Ils sont soixante-dix, ex-membres, pour la plupart, du 32e bataillon de sinistre mémoire chargé, sous le régime de l’apartheid, de combattre les mouvements de libération en Afrique australe. Ils sont sud-africains, angolais, namibiens et congolais, mais étaient tous porteurs d’un passeport sud-africain au moment de leur interpellation, le 7 mars 2004, à l’aéroport international d’Harare.

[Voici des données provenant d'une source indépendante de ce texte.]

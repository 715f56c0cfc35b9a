//! # Repository Module
//!
//! Repositories over the [`LocalStore`](crate::store::LocalStore).
//!
//! ## Read / Write Split
//! ```text
//! ┌─────────────────────────────────────────────────────────────────────────┐
//! │                                                                         │
//! │  Shell command                                                          │
//! │       │                                                                 │
//! │       │  store.products().delete(id)                                    │
//! │       ▼                                                                 │
//! │  ProductRepository                                                      │
//! │  ├── reads:  store.pool()?          (last committed state)              │
//! │  └── writes: store.begin().await?   (serialized WriteTx)                │
//! │                 ├── DELETE service_recipes … → record_delete            │
//! │                 ├── DELETE inventory …       → record_delete            │
//! │                 ├── DELETE products …        → record_delete            │
//! │                 └── commit                                              │
//! │                                                                         │
//! │  Helpers taking `&mut SqliteConnection` are crate-visible so one        │
//! │  repository can read another's rows inside the same transaction.        │
//! └─────────────────────────────────────────────────────────────────────────┘
//! ```
//!
//! ## Available Repositories
//!
//! - [`category::CategoryRepository`]
//! - [`product::ProductRepository`] - Products, create-with-stock, cascading delete
//! - [`inventory::InventoryRepository`] - Stock levels and adjustments
//! - [`inventory_log::InventoryLogRepository`] - Append-only ledger
//! - [`service::ServiceRepository`] - Services, variants, recipes
//! - [`customer::CustomerRepository`] - Customers and vehicles
//! - [`employee::EmployeeRepository`], [`role::RoleRepository`]
//! - [`ticket::TicketRepository`] - Park, resume, checkout
//! - [`expense::ExpenseRepository`], [`settings::SettingsRepository`]
//! - [`sync::SyncOutboxRepository`] - Outbox queue and sync bookkeeping

pub mod category;
pub mod customer;
pub mod employee;
pub mod expense;
pub mod inventory;
pub mod inventory_log;
pub mod product;
pub mod role;
pub mod service;
pub mod settings;
pub mod sync;
pub mod ticket;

Soixante-sept d’entre eux se trouvaient alors à bord d’un Boeing 727-200 spécialement aménagé en provenance de Pietersburg (Afrique du Sud), tandis que trois autres, dont leur chef présumé, Simon Mann, 51 ans, ancien membre des Forces spéciales britanniques (SAS) et cofondateur de la célèbre officine sud-africaine de mercenaires (dissoute en 1999) Executive Outcomes, les avaient précédés sur place.

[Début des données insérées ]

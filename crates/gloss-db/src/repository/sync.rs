//! # Sync Outbox Repository
//!
//! The queue of local mutations waiting for the remote, plus the
//! `sync_state` key/value table holding the pull cursor.
//!
//! ## Entry Lifecycle
//! ```text
//! ┌─────────────────────────────────────────────────────────────────────────┐
//! │                                                                         │
//! │  WriteTx::record_upsert / record_delete  (same tx as the mutation)      │
//! │       │                                                                 │
//! │       ▼                                                                 │
//! │  ┌──────────┐   upload ok    ┌──────────┐   cleanup_synced(days)        │
//! │  │ pending  │ ─────────────▶ │  synced  │ ─────────────────▶ deleted    │
//! │  └──────────┘                └──────────┘                               │
//! │     │    ▲                                                              │
//! │     │    └── upload failed: attempts += 1, last_error = ?               │
//! │     │                                                                   │
//! │     └── newer remote change won ──▶ ┌────────────┐                      │
//! │                                     │ superseded │  (kept, never sent)  │
//! │                                     └────────────┘                      │
//! │                                                                         │
//! │  Replay order is `seq`, the AUTOINCREMENT key. Upload stops at the      │
//! │  first failure so later entries never overtake earlier ones.            │
//! └─────────────────────────────────────────────────────────────────────────┘
//! ```
//!
//! Bookkeeping writes go through [`LocalStore::begin_remote`] so they share
//! the write lock without producing outbox entries of their own.

use chrono::{DateTime, Duration, Utc};
use serde::{Deserialize, Serialize};
use sqlx::FromRow;
use tracing::{debug, info, warn};

use crate::error::{DbError, DbResult};
use crate::mirror;
use crate::store::{table_spec, LocalStore, WriteTx};

#[derive(Debug, Clone, Copy, PartialEq, Eq, Serialize, Deserialize, sqlx::Type)]
#[sqlx(rename_all = "lowercase")]
#[serde(rename_all = "lowercase")]
pub enum OutboxOp {
    Upsert,
    Delete,
}

#[derive(Debug, Clone, Copy, PartialEq, Eq, Serialize, Deserialize, sqlx::Type)]
#[sqlx(rename_all = "lowercase")]
#[serde(rename_all = "lowercase")]
pub enum OutboxStatus {
    Pending,
    Synced,
    Superseded,
}

/// One recorded mutation.
#[derive(Debug, Clone, PartialEq, Serialize, Deserialize, FromRow)]
pub struct OutboxEntry {
    pub seq: i64,
    pub id: String,
    pub table_name: String,
    pub row_id: String,
    pub op: OutboxOp,
    /// Full row as JSON for upserts; `None` for deletes.
    pub payload: Option<String>,
    pub status: OutboxStatus,
    pub attempts: i64,
    pub last_error: Option<String>,
    pub created_at: DateTime<Utc>,
    pub attempted_at: Option<DateTime<Utc>>,
    pub synced_at: Option<DateTime<Utc>>,
}

/// Key of the pull cursor in `sync_state`.
pub const PULL_CURSOR_KEY: &str = "pull_cursor";

/// Key of the last successful sync stamp in `sync_state`.
pub const LAST_SYNCED_KEY: &str = "last_synced_at";

#[derive(Debug, Clone)]
pub struct SyncOutboxRepository {
    store: LocalStore,
}

impl SyncOutboxRepository {
    pub fn new(store: LocalStore) -> Self {
        SyncOutboxRepository { store }
    }

    /// Oldest pending entries first.
    pub async fn pending(&self, limit: u32) -> DbResult<Vec<OutboxEntry>> {
        let entries = sqlx::query_as::<_, OutboxEntry>(
            "SELECT * FROM sync_outbox WHERE status = 'pending' ORDER BY seq ASC LIMIT ?",
        )
        .bind(limit)
        .fetch_all(self.store.pool()?)
        .await?;
        Ok(entries)
    }

    pub async fn count_pending(&self) -> DbResult<i64> {
        let count: i64 =
            sqlx::query_scalar("SELECT COUNT(*) FROM sync_outbox WHERE status = 'pending'")
                .fetch_one(self.store.pool()?)
                .await?;
        Ok(count)
    }

    /// Every entry recorded for one row, in replay order.
    pub async fn history(&self, table: &str, row_id: &str) -> DbResult<Vec<OutboxEntry>> {
        let entries = sqlx::query_as::<_, OutboxEntry>(
            "SELECT * FROM sync_outbox WHERE table_name = ? AND row_id = ? ORDER BY seq ASC",
        )
        .bind(table)
        .bind(row_id)
        .fetch_all(self.store.pool()?)
        .await?;
        Ok(entries)
    }

    /// Marks the entry synced and stamps the server revision onto the row.
    ///
    /// The revision only ever moves forward, so acknowledging an old upsert
    /// after a newer pull does not regress the row.
    pub async fn acknowledge(&self, entry: &OutboxEntry, revision: i64) -> DbResult<()> {
        let spec = table_spec(&entry.table_name)?;

        let mut tx = self.store.begin_remote().await?;
        mark_synced_in(&mut tx, &entry.id).await?;
        if entry.op == OutboxOp::Upsert {
            mirror::set_revision(tx.conn(), spec, &entry.row_id, revision).await?;
        }
        tx.commit().await?;

        debug!(seq = entry.seq, table = %entry.table_name, revision, "Outbox entry acknowledged");
        Ok(())
    }

    pub async fn mark_synced(&self, id: &str) -> DbResult<()> {
        let mut tx = self.store.begin_remote().await?;
        mark_synced_in(&mut tx, id).await?;
        tx.commit().await
    }

    /// Records a failed attempt. The entry stays pending.
    pub async fn mark_failed(&self, id: &str, error: &str) -> DbResult<()> {
        let mut tx = self.store.begin_remote().await?;
        let result = sqlx::query(
            r#"
            UPDATE sync_outbox SET
                attempts = attempts + 1,
                last_error = ?2,
                attempted_at = ?3
            WHERE id = ?1
            "#,
        )
        .bind(id)
        .bind(error)
        .bind(Utc::now())
        .execute(tx.conn())
        .await?;
        if result.rows_affected() == 0 {
            return Err(DbError::not_found("Outbox entry", id));
        }
        tx.commit().await?;

        warn!(id = %id, error = %error, "Outbox upload failed");
        Ok(())
    }

    /// Deletes synced entries older than `days_old`. Pending and superseded
    /// entries are never removed.
    pub async fn cleanup_synced(&self, days_old: u32) -> DbResult<u64> {
        let cutoff = Utc::now() - Duration::days(i64::from(days_old));

        let mut tx = self.store.begin_remote().await?;
        let result = sqlx::query(
            "DELETE FROM sync_outbox WHERE status = 'synced' AND synced_at < ?",
        )
        .bind(cutoff)
        .execute(tx.conn())
        .await?;
        tx.commit().await?;

        let removed = result.rows_affected();
        if removed > 0 {
            info!(removed, days_old, "Synced outbox entries cleaned up");
        }
        Ok(removed)
    }

    /// When the row's newest unsent local write was recorded, or `None`
    /// when everything for the row has reached the remote.
    pub async fn latest_pending_for_row(
        tx: &mut WriteTx,
        table: &str,
        row_id: &str,
    ) -> DbResult<Option<DateTime<Utc>>> {
        let created_at: Option<DateTime<Utc>> = sqlx::query_scalar(
            r#"
            SELECT created_at FROM sync_outbox
            WHERE table_name = ? AND row_id = ? AND status = 'pending'
            ORDER BY seq DESC LIMIT 1
            "#,
        )
        .bind(table)
        .bind(row_id)
        .fetch_optional(tx.conn())
        .await?;
        Ok(created_at)
    }

    /// Marks every pending entry of a row as overtaken by a remote change.
    pub async fn supersede_for_row(tx: &mut WriteTx, table: &str, row_id: &str) -> DbResult<u64> {
        let result = sqlx::query(
            r#"
            UPDATE sync_outbox SET status = 'superseded', attempted_at = ?3
            WHERE table_name = ?1 AND row_id = ?2 AND status = 'pending'
            "#,
        )
        .bind(table)
        .bind(row_id)
        .bind(Utc::now())
        .execute(tx.conn())
        .await?;
        Ok(result.rows_affected())
    }

    pub async fn get_state(&self, key: &str) -> DbResult<Option<String>> {
        let value: Option<String> = sqlx::query_scalar("SELECT value FROM sync_state WHERE key = ?")
            .bind(key)
            .fetch_optional(self.store.pool()?)
            .await?;
        Ok(value)
    }

    pub async fn set_state(&self, key: &str, value: &str) -> DbResult<()> {
        let mut tx = self.store.begin_remote().await?;
        Self::set_state_in(&mut tx, key, value).await?;
        tx.commit().await
    }

    /// Writes a state key inside an open transaction, so a pulled batch and
    /// its cursor commit together.
    pub async fn set_state_in(tx: &mut WriteTx, key: &str, value: &str) -> DbResult<()> {
        sqlx::query(
            r#"
            INSERT INTO sync_state (key, value) VALUES (?1, ?2)
            ON CONFLICT(key) DO UPDATE SET value = excluded.value
            "#,
        )
        .bind(key)
        .bind(value)
        .execute(tx.conn())
        .await?;
        Ok(())
    }

    /// Pull cursor; 0 before the first pull.
    pub async fn pull_cursor(&self) -> DbResult<i64> {
        let raw = self.get_state(PULL_CURSOR_KEY).await?;
        match raw {
            None => Ok(0),
            Some(raw) => raw
                .parse()
                .map_err(|e: std::num::ParseIntError| DbError::decode(PULL_CURSOR_KEY, e)),
        }
    }
}

async fn mark_synced_in(tx: &mut WriteTx, id: &str) -> DbResult<()> {
    let now = Utc::now();
    let result = sqlx::query(
        r#"
        UPDATE sync_outbox SET status = 'synced', synced_at = ?2, attempted_at = ?2
        WHERE id = ?1 AND status = 'pending'
        "#,
    )
    .bind(id)
    .bind(now)
    .execute(tx.conn())
    .await?;
    if result.rows_affected() == 0 {
        debug!(id = %id, "Outbox entry was no longer pending");
    }
    Ok(())
}

#[cfg(test)]
mod tests {
    use super::*;
    use crate::pool::DbConfig;
    use crate::repository::category::CategoryInput;

    async fn store_with_category() -> (LocalStore, String) {
        let store = LocalStore::open(DbConfig::in_memory()).await.unwrap();
        let category = store
            .categories()
            .create(CategoryInput {
                name: "Wash".to_string(),
                description: None,
            })
            .await
            .unwrap();
        (store, category.id)
    }

    #[tokio::test]
    async fn test_acknowledge_marks_synced_and_stamps_revision() {
        let (store, id) = store_with_category().await;
        let pending = store.outbox().pending(10).await.unwrap();
        assert_eq!(pending.len(), 1);

        store.outbox().acknowledge(&pending[0], 7).await.unwrap();

        assert_eq!(store.outbox().count_pending().await.unwrap(), 0);
        let revision: i64 = sqlx::query_scalar("SELECT revision FROM categories WHERE id = ?")
            .bind(&id)
            .fetch_one(store.pool().unwrap())
            .await
            .unwrap();
        assert_eq!(revision, 7);

        // An older ack never moves the revision back.
        store.outbox().acknowledge(&pending[0], 3).await.unwrap();
        let revision: i64 = sqlx::query_scalar("SELECT revision FROM categories WHERE id = ?")
            .bind(&id)
            .fetch_one(store.pool().unwrap())
            .await
            .unwrap();
        assert_eq!(revision, 7);
    }

    #[tokio::test]
    async fn test_mark_failed_keeps_entry_pending() {
        let (store, _) = store_with_category().await;
        let entry = store.outbox().pending(1).await.unwrap().remove(0);

        store.outbox().mark_failed(&entry.id, "connection refused").await.unwrap();
        store.outbox().mark_failed(&entry.id, "timeout").await.unwrap();

        let reloaded = store.outbox().pending(1).await.unwrap().remove(0);
        assert_eq!(reloaded.status, OutboxStatus::Pending);
        assert_eq!(reloaded.attempts, 2);
        assert_eq!(reloaded.last_error.as_deref(), Some("timeout"));
    }

    #[tokio::test]
    async fn test_supersede_keeps_entries() {
        let (store, id) = store_with_category().await;

        let mut tx = store.begin_remote().await.unwrap();
        assert!(SyncOutboxRepository::latest_pending_for_row(&mut tx, "categories", &id)
            .await
            .unwrap()
            .is_some());
        let marked = SyncOutboxRepository::supersede_for_row(&mut tx, "categories", &id)
            .await
            .unwrap();
        tx.commit().await.unwrap();

        assert_eq!(marked, 1);
        assert_eq!(store.outbox().count_pending().await.unwrap(), 0);
        let history = store.outbox().history("categories", &id).await.unwrap();
        assert_eq!(history.len(), 1);
        assert_eq!(history[0].status, OutboxStatus::Superseded);
    }

    #[tokio::test]
    async fn test_cleanup_only_removes_old_synced_entries() {
        let (store, id) = store_with_category().await;
        let entry = store.outbox().pending(1).await.unwrap().remove(0);
        store.outbox().mark_synced(&entry.id).await.unwrap();

        let old = Utc::now() - Duration::days(30);
        sqlx::query("UPDATE sync_outbox SET synced_at = ? WHERE id = ?")
            .bind(old)
            .bind(&entry.id)
            .execute(store.pool().unwrap())
            .await
            .unwrap();

        store
            .categories()
            .update(
                &id,
                CategoryInput {
                    name: "Wash & Wax".to_string(),
                    description: None,
                },
            )
            .await
            .unwrap();

        let removed = store.outbox().cleanup_synced(7).await.unwrap();
        assert_eq!(removed, 1);
        assert_eq!(store.outbox().count_pending().await.unwrap(), 1);
    }

    #[tokio::test]
    async fn test_pull_cursor_defaults_to_zero() {
        let store = LocalStore::open(DbConfig::in_memory()).await.unwrap();
        assert_eq!(store.outbox().pull_cursor().await.unwrap(), 0);

        store.outbox().set_state(PULL_CURSOR_KEY, "42").await.unwrap();
        assert_eq!(store.outbox().pull_cursor().await.unwrap(), 42);
    }
}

Les soixante-dix « chiens de guerre » s’apprêtaient à rejoindre quinze des leurs arrêtés au même moment en Guinée équatoriale, émirat pétrolier d’Afrique centrale, en vue de renverser le régime du président Teodoro Obiang Nguema. Ils comparaissent depuis le 27 juillet devant une Cour spéciale zimbabwéenne installée dans la prison de haute sécurité de Chikurubi, pour « violation de la législation sur les armes à feu, sur l’immigration et l’aviation civile ». Ils encourent une peine maximale de cinq ans de prison, mais en aucune manière, comme le confirme le chef de l’État équatoguinéen dans un entretien accordé à François Soudan (voir page 60), une extradition vers la Guinée équatoriale.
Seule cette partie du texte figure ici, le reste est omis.